As a further aspect, the invention also provides a computer readable medium which may be comprised in the device described in the above embodiments or may be present alone without being fitted into the device. The computer readable medium carries one or more programs which, when executed by a device, cause the device to include:
Determining the characteristics in each sample, and constructing a sample vector based on the values of all the characteristics in each sample, wherein the samples are at least one of image, text and voice data;
Processing the sample vector by using a sparse feature selection algorithm with the minimum global redundancy to obtain an importance score vector, wherein the importance score vector comprises importance scores of all features;
and extracting a preset number of features with the maximum importance scores from the importance scores of the features as selected target features.

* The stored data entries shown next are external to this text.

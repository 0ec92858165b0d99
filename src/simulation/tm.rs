use std::cell::OnceCell;
use std::fmt;
use std::sync::Arc;
use tracing::trace;

use super::acceptance::tm_accepts;
use super::path::{PathArena, PathId};
use super::{Buckets, Configuration};
use crate::machine::{Tm, TmTarget};
use crate::types::{Direction, State, Status, Symbol};

/// One branch of a Turing machine run: a state, the tape and the head position on it.
///
/// The tape only grows. It always holds at least one cell and the head always points at one
/// of them.
#[derive(Debug, Clone)]
pub struct TmConfiguration {
    state: State,
    tape: Vec<Symbol>,
    head: usize,
    blank: Symbol,
    path: Option<PathId>,
    depth: usize,
    accepted: bool,
    repr: OnceCell<String>,
}

impl TmConfiguration {
    fn new(tm: &Tm, state: State, tape: Vec<Symbol>, head: usize) -> Self {
        let accepted = tm_accepts(tm, &state);
        Self {
            state,
            tape,
            head,
            blank: tm.blank().clone(),
            path: None,
            depth: 0,
            accepted,
            repr: OnceCell::new(),
        }
    }

    pub fn tape(&self) -> &[Symbol] {
        &self.tape
    }

    pub fn head(&self) -> usize {
        self.head
    }

    /// The symbol under the head.
    pub fn current(&self) -> &Symbol {
        &self.tape[self.head]
    }

    /// Writes `symbol` under the head, then moves it.
    fn apply(&self, symbol: &Symbol, direction: Direction) -> (Vec<Symbol>, usize) {
        let mut tape = self.tape.clone();
        let mut head = self.head;
        tape[head] = symbol.clone();

        match direction {
            Direction::Left => {
                if head == 0 {
                    tape.insert(0, self.blank.clone());
                } else {
                    head -= 1;
                }
            }
            Direction::Right => {
                head += 1;
                if head == tape.len() {
                    tape.push(self.blank.clone());
                }
            }
            Direction::Stay => {}
        }

        (tape, head)
    }
}

impl Configuration for TmConfiguration {
    fn state(&self) -> &State {
        &self.state
    }

    fn accepted(&self) -> bool {
        self.accepted
    }

    fn repr(&self) -> &str {
        self.repr.get_or_init(|| {
            let cells: Vec<String> = self
                .tape
                .iter()
                .enumerate()
                .map(|(i, symbol)| {
                    if i == self.head {
                        format!("[{symbol}]")
                    } else {
                        symbol.to_string()
                    }
                })
                .collect();
            format!(
                "{} [ {} {} {} ]",
                self.state,
                self.blank,
                cells.join(" "),
                self.blank
            )
        })
    }

    fn path(&self) -> Option<PathId> {
        self.path
    }

    fn depth(&self) -> usize {
        self.depth
    }
}

/// A transition taken by a TM branch, with the symbol it read.
#[derive(Debug, Clone, PartialEq, Eq)]
pub struct TmStep {
    pub from: State,
    pub read: Symbol,
    pub target: TmTarget,
}

impl fmt::Display for TmStep {
    fn fmt(&self, f: &mut fmt::Formatter<'_>) -> fmt::Result {
        write!(
            f,
            "{} -{}/{},{}-> {}",
            self.from, self.read, self.target.write, self.target.direction, self.target.state
        )
    }
}

/// Lockstep simulation of a Turing machine on one input.
#[derive(Debug, Clone)]
pub struct TmSimulation {
    machine: Arc<Tm>,
    input: String,
    buckets: Buckets<TmConfiguration>,
    paths: PathArena<TmStep>,
}

impl TmSimulation {
    /// Seeds the tape with one cell per input character, or a single blank for empty input.
    pub fn new(machine: Arc<Tm>, input: &str) -> Self {
        let mut tape: Vec<Symbol> = input
            .chars()
            .map(|c| Symbol::from(c.to_string()))
            .collect();
        if tape.is_empty() {
            tape.push(machine.blank().clone());
        }

        let seed = TmConfiguration::new(&machine, machine.initial_state().clone(), tape, 0);

        Self {
            buckets: Buckets::seeded(seed),
            machine,
            input: input.to_string(),
            paths: PathArena::new(),
        }
    }

    pub fn machine(&self) -> &Arc<Tm> {
        &self.machine
    }

    pub fn input(&self) -> String {
        self.input.clone()
    }

    pub fn step(&mut self) -> Status {
        let tm = &*self.machine;
        let paths = &mut self.paths;

        self.buckets.advance(|from, out| {
            let read = from.current();
            for target in tm.successors(&from.state, read) {
                let (tape, head) = from.apply(&target.write, target.direction);

                let edge = TmStep {
                    from: from.state.clone(),
                    read: read.clone(),
                    target: target.clone(),
                };
                trace!(%edge, head, "tm transition");

                let mut next = TmConfiguration::new(tm, target.state.clone(), tape, head);
                next.path = Some(paths.extend(from.path, edge));
                next.depth = from.depth + 1;
                out.push(next);
            }
            false
        })
    }

    pub fn status(&self) -> Status {
        self.buckets.status()
    }

    pub fn buckets(&self) -> &Buckets<TmConfiguration> {
        &self.buckets
    }

    pub fn frontier(&self) -> &[TmConfiguration] {
        self.buckets.frontier()
    }

    pub fn accepted(&self) -> &[TmConfiguration] {
        self.buckets.accepted()
    }

    pub fn rejected(&self) -> &[TmConfiguration] {
        self.buckets.rejected()
    }

    pub fn path(&self, configuration: &TmConfiguration) -> Vec<&TmStep> {
        self.paths.trace(configuration.path)
    }

    pub fn path_labels(&self, configuration: &TmConfiguration) -> Vec<String> {
        self.path(configuration).iter().map(ToString::to_string).collect()
    }
}

#[cfg(test)]
mod tests {
    use super::*;
    use crate::compiler::compile;
    use crate::machine::Machine;

    fn tm(src: &str) -> Arc<Tm> {
        match compile(src).machine {
            Some(Machine::Tm(tm)) => tm,
            other => panic!("expected a Turing machine, got {other:?}"),
        }
    }

    fn reprs(configs: &[TmConfiguration]) -> Vec<&str> {
        configs.iter().map(Configuration::repr).collect()
    }

    const ANBNCN: &str = r#"
type = TM
Q = {q1, q2, q3, q4, q5, q6, qf}
E = {a, b, c}
T = {a, b, c, B, X, Y, Z}
F = {qf}
q0 = q1
B = B

d(q1, a) = (q2, X, R)
d(q1, Y) = (q5, Y, R)
d(q2, a) = (q2, a, R)
d(q2, b) = (q3, Y, R)
d(q2, Y) = (q2, Y, R)
d(q3, b) = (q3, b, R)
d(q3, c) = (q4, Z, L)
d(q3, Z) = (q3, Z, R)
d(q4, a) = (q4, a, L)
d(q4, b) = (q4, b, L)
d(q4, X) = (q1, X, R)
d(q4, Y) = (q4, Y, L)
d(q4, Z) = (q4, Z, L)
d(q5, Y) = (q5, Y, R)
d(q5, Z) = (q6, Z, R)
d(q6, B) = (qf, B, R)
d(q6, Z) = (q6, Z, R)
"#;

    fn run(sim: &mut TmSimulation) -> Status {
        for _ in 0..1000 {
            let status = sim.step();
            if status.is_terminal() {
                return status;
            }
        }
        sim.status()
    }

    #[test]
    fn test_anbncn_accepts_abc() {
        let mut sim = TmSimulation::new(tm(ANBNCN), "abc");
        assert_eq!(reprs(sim.frontier()), vec!["q1 [ B [a] b c B ]"]);

        assert_eq!(sim.step(), Status::Pending);
        assert_eq!(reprs(sim.frontier()), vec!["q2 [ B X [b] c B ]"]);

        assert_eq!(run(&mut sim), Status::Accept);
        let accepted = &sim.accepted()[0];
        assert_eq!(accepted.state().as_str(), "qf");
        assert_eq!(accepted.repr(), "qf [ B X Y Z B [B] B ]");
        assert_eq!(sim.path_labels(accepted).last().map(String::as_str), Some("q6 -B/B,R-> qf"));
    }

    #[test]
    fn test_anbncn_rejects_ab() {
        let mut sim = TmSimulation::new(tm(ANBNCN), "ab");
        assert_eq!(run(&mut sim), Status::Reject);
        assert_eq!(reprs(sim.rejected()), vec!["q3 [ B X Y [B] B ]"]);
    }

    #[test]
    fn test_empty_input_seeds_a_blank_cell() {
        let sim = TmSimulation::new(tm(ANBNCN), "");
        assert_eq!(sim.frontier()[0].tape(), &[Symbol::from("B")]);
        assert_eq!(sim.frontier()[0].head(), 0);
    }

    #[test]
    fn test_final_initial_state_accepts_seed() {
        let src = "type = TM\nQ = {q0}\nT = {a, B}\nF = {q0}\nd(q0, a) = (q0, a, R)";
        let mut sim = TmSimulation::new(tm(src), "a");
        assert_eq!(sim.status(), Status::Accept);
        assert_eq!(sim.step(), Status::Accept);
        assert_eq!(sim.buckets().steps(), 0);
    }

    #[test]
    fn test_moving_left_off_the_tape_prepends_blank() {
        let src = r#"
type = TM
Q = {q0, q1}
T = {a, b, B}
F = {q1}
d(q0, a) = (q1, b, L)
"#;
        let mut sim = TmSimulation::new(tm(src), "a");
        assert_eq!(sim.step(), Status::Accept);

        let accepted = &sim.accepted()[0];
        assert_eq!(accepted.head(), 0);
        assert_eq!(accepted.tape(), &[Symbol::from("B"), Symbol::from("b")]);
    }

    #[test]
    fn test_tape_never_shrinks_and_head_stays_on_tape() {
        let src = r#"
type = NTM
Q = {q0, q1}
T = {a, B}
F = {q1}
d(q0, a) = {(q0, a, L), (q0, B, R), (q0, a, S)}
d(q0, B) = {(q0, a, R), (q0, B, L)}
"#;
        let mut sim = TmSimulation::new(tm(src), "aa");
        let mut widest = 2;
        for _ in 0..5 {
            sim.step();
            for config in sim.frontier() {
                assert!(config.head() < config.tape().len());
                assert!(config.tape().len() >= 2);
                widest = widest.max(config.tape().len());
            }
        }
        assert!(widest > 2);
    }
}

According to the technical scheme of the embodiment of the invention, a sparse feature selection algorithm with global redundancy minimization is provided to carry out redundancy correction on features based on redundancy matrix etching, and feature selection and feature redundancy minimization are simultaneously optimized and solved.
The above embodiments do not limit the scope of the present invention. It will be apparent to those skilled in the art that various modifications, combinations, sub-combinations and alternatives can occur depending upon design requirements and other factors. Any modifications, equivalent substitutions and improvements made within the spirit and principles of the present invention should be included in the scope of the present invention.